Task objective = Which of the lines in the data below contain the string "must"? Copy each of them.

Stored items
'''

// Import local time formatting tools from chrono
use chrono::Local;

// Set the global log level (e.g., Debug, Info, Warn, Error)
use log::LevelFilter;

// Set up the dispatch builder for combining logger outputs
use fern::Dispatch;
use fern::colors::{Color, ColoredLevelConfig};

// Standard I/O and filesystem operations (stdout, file creation)
use std::{fs, io};

// Used to initialize a static value only once in a thread-safe way
use std::sync::OnceLock;

use crate::config::LoggerConfig;

/// A simple Logger struct that wraps logging functions.
/// Clonable to allow use across multiple threads/tasks.
#[derive(Clone)]
pub struct Logger;

impl Logger {
    /// Logs a message at DEBUG level
    pub fn debug(&self, msg: &str) {
        log::debug!("{}", msg);
    }

    /// Logs a message at INFO level
    pub fn info(&self, msg: &str) {
        log::info!("{}", msg);
    }

    /// Logs a message at WARN level
    pub fn warn(&self, msg: &str) {
        log::warn!("{}", msg);
    }

    /// Logs a message at ERROR level
    pub fn error(&self, msg: &str) {
        log::error!("{}", msg);
    }
}

/// Static global LOGGER instance, initialized once
static LOGGER: OnceLock<Logger> = OnceLock::new();

/// Initialize the global logger exactly once, according to the provided settings.
/// After this call, all `Logger` handles (and raw `log::...!` macros) go through
/// the configured fern dispatcher.
///
/// The console branch filters at INFO, so debug-severity records reach the
/// file branch only. That is how "normal" queue records stay out of the
/// terminal while "always show" records appear on both outputs.
pub fn init_logger(name: &str, cfg: &LoggerConfig) -> Logger {
    LOGGER
        .get_or_init(|| {
            // ────────────────────────────────────────────────────────────────
            // 1) Parse the configured level string into a log::LevelFilter
            // ────────────────────────────────────────────────────────────────
            let level = cfg
                .log_level
                .parse::<LevelFilter>()
                .unwrap_or(LevelFilter::Debug);

            let mut base = Dispatch::new().level(level);

            // ────────────────────────────────────────────────────────────────
            // 2) Console branch: timestamp, colored level, message, to stdout
            // ────────────────────────────────────────────────────────────────
            if cfg.enable_console_log {
                let colors = ColoredLevelConfig::new()
                    .info(Color::Green)
                    .warn(Color::Yellow)
                    .error(Color::Red)
                    .debug(Color::Blue);

                let datefmt = cfg.date_format.clone();
                base = base.chain(
                    Dispatch::new()
                        .level(LevelFilter::Info)
                        .format(move |out, message, record| {
                            out.finish(format_args!(
                                "{} - {} - {}",
                                Local::now().format(&datefmt),
                                colors.color(record.level()),
                                message
                            ))
                        })
                        .chain(io::stdout()),
                );
            }

            // ────────────────────────────────────────────────────────────────
            // 3) File branch: plain text lines at "<log_file_path>/<name>.log"
            // ────────────────────────────────────────────────────────────────
            if cfg.enable_file_log {
                if !cfg.log_file_path.is_empty() {
                    let _ = fs::create_dir_all(&cfg.log_file_path);
                }

                let nm = name.to_string();
                let datefmt = cfg.date_format.clone();

                let filepath = if cfg.log_file_path.is_empty() {
                    format!("{}.log", nm.replace('.', "_"))
                } else {
                    format!("{}/{}.log", cfg.log_file_path, nm.replace('.', "_"))
                };

                // Attempt to open the logfile, but don't panic; fall back to a sink on error
                let file_output: Box<dyn io::Write + Send> = match fern::log_file(&filepath) {
                    Ok(fh) => Box::new(fh),
                    Err(err) => {
                        eprintln!("Warning: could not open log file {}: {}", filepath, err);
                        Box::new(io::sink())
                    }
                };

                base = base.chain(
                    Dispatch::new()
                        .format(move |out, message, record| {
                            out.finish(format_args!(
                                "{} - {} - {} - {}",
                                Local::now().format(&datefmt),
                                nm,
                                record.level(),
                                message
                            ))
                        })
                        .chain(file_output),
                );
            }

            // ────────────────────────────────────────────────────────────────
            // 4) Apply the composed dispatcher as the global logger
            // ────────────────────────────────────────────────────────────────
            let _ = base.apply();

            Logger
        })
        .clone()
}
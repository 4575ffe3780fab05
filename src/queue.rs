// Blocking admission is handled by semaphores; the ring itself sits behind a
// plain mutex that is only held for the index bookkeeping.
use std::fmt;
use std::sync::Mutex;

use tokio::sync::Semaphore;

/// Maximum content bytes of a single message; the line terminator is extra.
pub const MAX_MESSAGE_BYTES: usize = 1023;

/// An immutable text payload, as stored in the queue and relayed to peers.
///
/// Construction trims trailing line terminators and silently truncates the
/// rest to [`MAX_MESSAGE_BYTES`] on a char boundary. There is no way to hold
/// an empty `Message`; producers drop empty lines instead of storing them.
#[derive(Debug, Clone, PartialEq, Eq)]
pub struct Message(String);

impl Message {
    pub fn new(text: &str) -> Option<Message> {
        let trimmed = text.trim_end_matches(['\r', '\n']);
        if trimmed.is_empty() {
            return None;
        }
        let mut end = trimmed.len().min(MAX_MESSAGE_BYTES);
        while !trimmed.is_char_boundary(end) {
            end -= 1;
        }
        Some(Message(trimmed[..end].to_string()))
    }

    pub fn as_str(&self) -> &str {
        &self.0
    }
}

impl fmt::Display for Message {
    fn fmt(&self, f: &mut fmt::Formatter<'_>) -> fmt::Result {
        f.write_str(&self.0)
    }
}

/// A fixed-capacity FIFO queue with blocking push and pop.
///
/// `push` suspends the calling task while the queue is full, `pop` while it
/// is empty. Delivery order is the order in which pushes claimed their slot,
/// across all producers. Capacity is fixed at construction; the queue never
/// drops or grows on overflow.
pub struct BoundedQueue<T> {
    ring: Mutex<Ring<T>>,
    /// Permits for free slots; a push consumes one, a pop returns one.
    space: Semaphore,
    /// Permits for queued items; a pop consumes one, a push returns one.
    items: Semaphore,
    capacity: usize,
}

struct Ring<T> {
    buf: Box<[Option<T>]>,
    head: usize,
    tail: usize,
    size: usize,
}

impl<T> BoundedQueue<T> {
    pub fn new(capacity: usize) -> Self {
        assert!(capacity > 0, "queue capacity must be at least 1");
        BoundedQueue {
            ring: Mutex::new(Ring {
                buf: (0..capacity).map(|_| None).collect(),
                head: 0,
                tail: 0,
                size: 0,
            }),
            space: Semaphore::new(capacity),
            items: Semaphore::new(0),
            capacity,
        }
    }

    /// Appends `item` at the tail, waiting while the queue is full.
    pub async fn push(&self, item: T) {
        let permit = self.space.acquire().await.expect("queue semaphore closed");
        permit.forget();
        {
            let mut ring = self.ring.lock().expect("queue lock poisoned");
            let capacity = ring.buf.len();
            debug_assert!(ring.size < capacity);
            let tail = ring.tail;
            ring.buf[tail] = Some(item);
            ring.tail = (tail + 1) % capacity;
            ring.size += 1;
        }
        self.items.add_permits(1);
    }

    /// Removes and returns the head item, waiting while the queue is empty.
    pub async fn pop(&self) -> T {
        let permit = self.items.acquire().await.expect("queue semaphore closed");
        permit.forget();
        let item = {
            let mut ring = self.ring.lock().expect("queue lock poisoned");
            let capacity = ring.buf.len();
            let head = ring.head;
            let item = ring.buf[head].take().expect("queued slot must be occupied");
            ring.head = (head + 1) % capacity;
            ring.size -= 1;
            item
        };
        self.space.add_permits(1);
        item
    }

    pub fn len(&self) -> usize {
        self.ring.lock().expect("queue lock poisoned").size
    }

    pub fn is_empty(&self) -> bool {
        self.len() == 0
    }

    pub fn capacity(&self) -> usize {
        self.capacity
    }
}
// Public module for parsing and validating server configuration.
pub mod config;

// Public module exposing logging utilities for exchanged messages and server lifecycle events.
pub mod logger;

// Bounded producer/consumer queue feeding the log pipeline.
pub mod queue;

// Module implementing the TCP relay server.
pub mod server;

pub use config::{LoggerConfig, ServerConfig};
pub use logger::{Logger, init_logger};
pub use queue::{BoundedQueue, Message};
pub use server::{ServerContext, run_server, serve};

'''

Result for this exercise =
        assert!(capacity > 0, "queue capacity must be at least 1");
            let item = ring.buf[head].take().expect("queued slot must be occupied");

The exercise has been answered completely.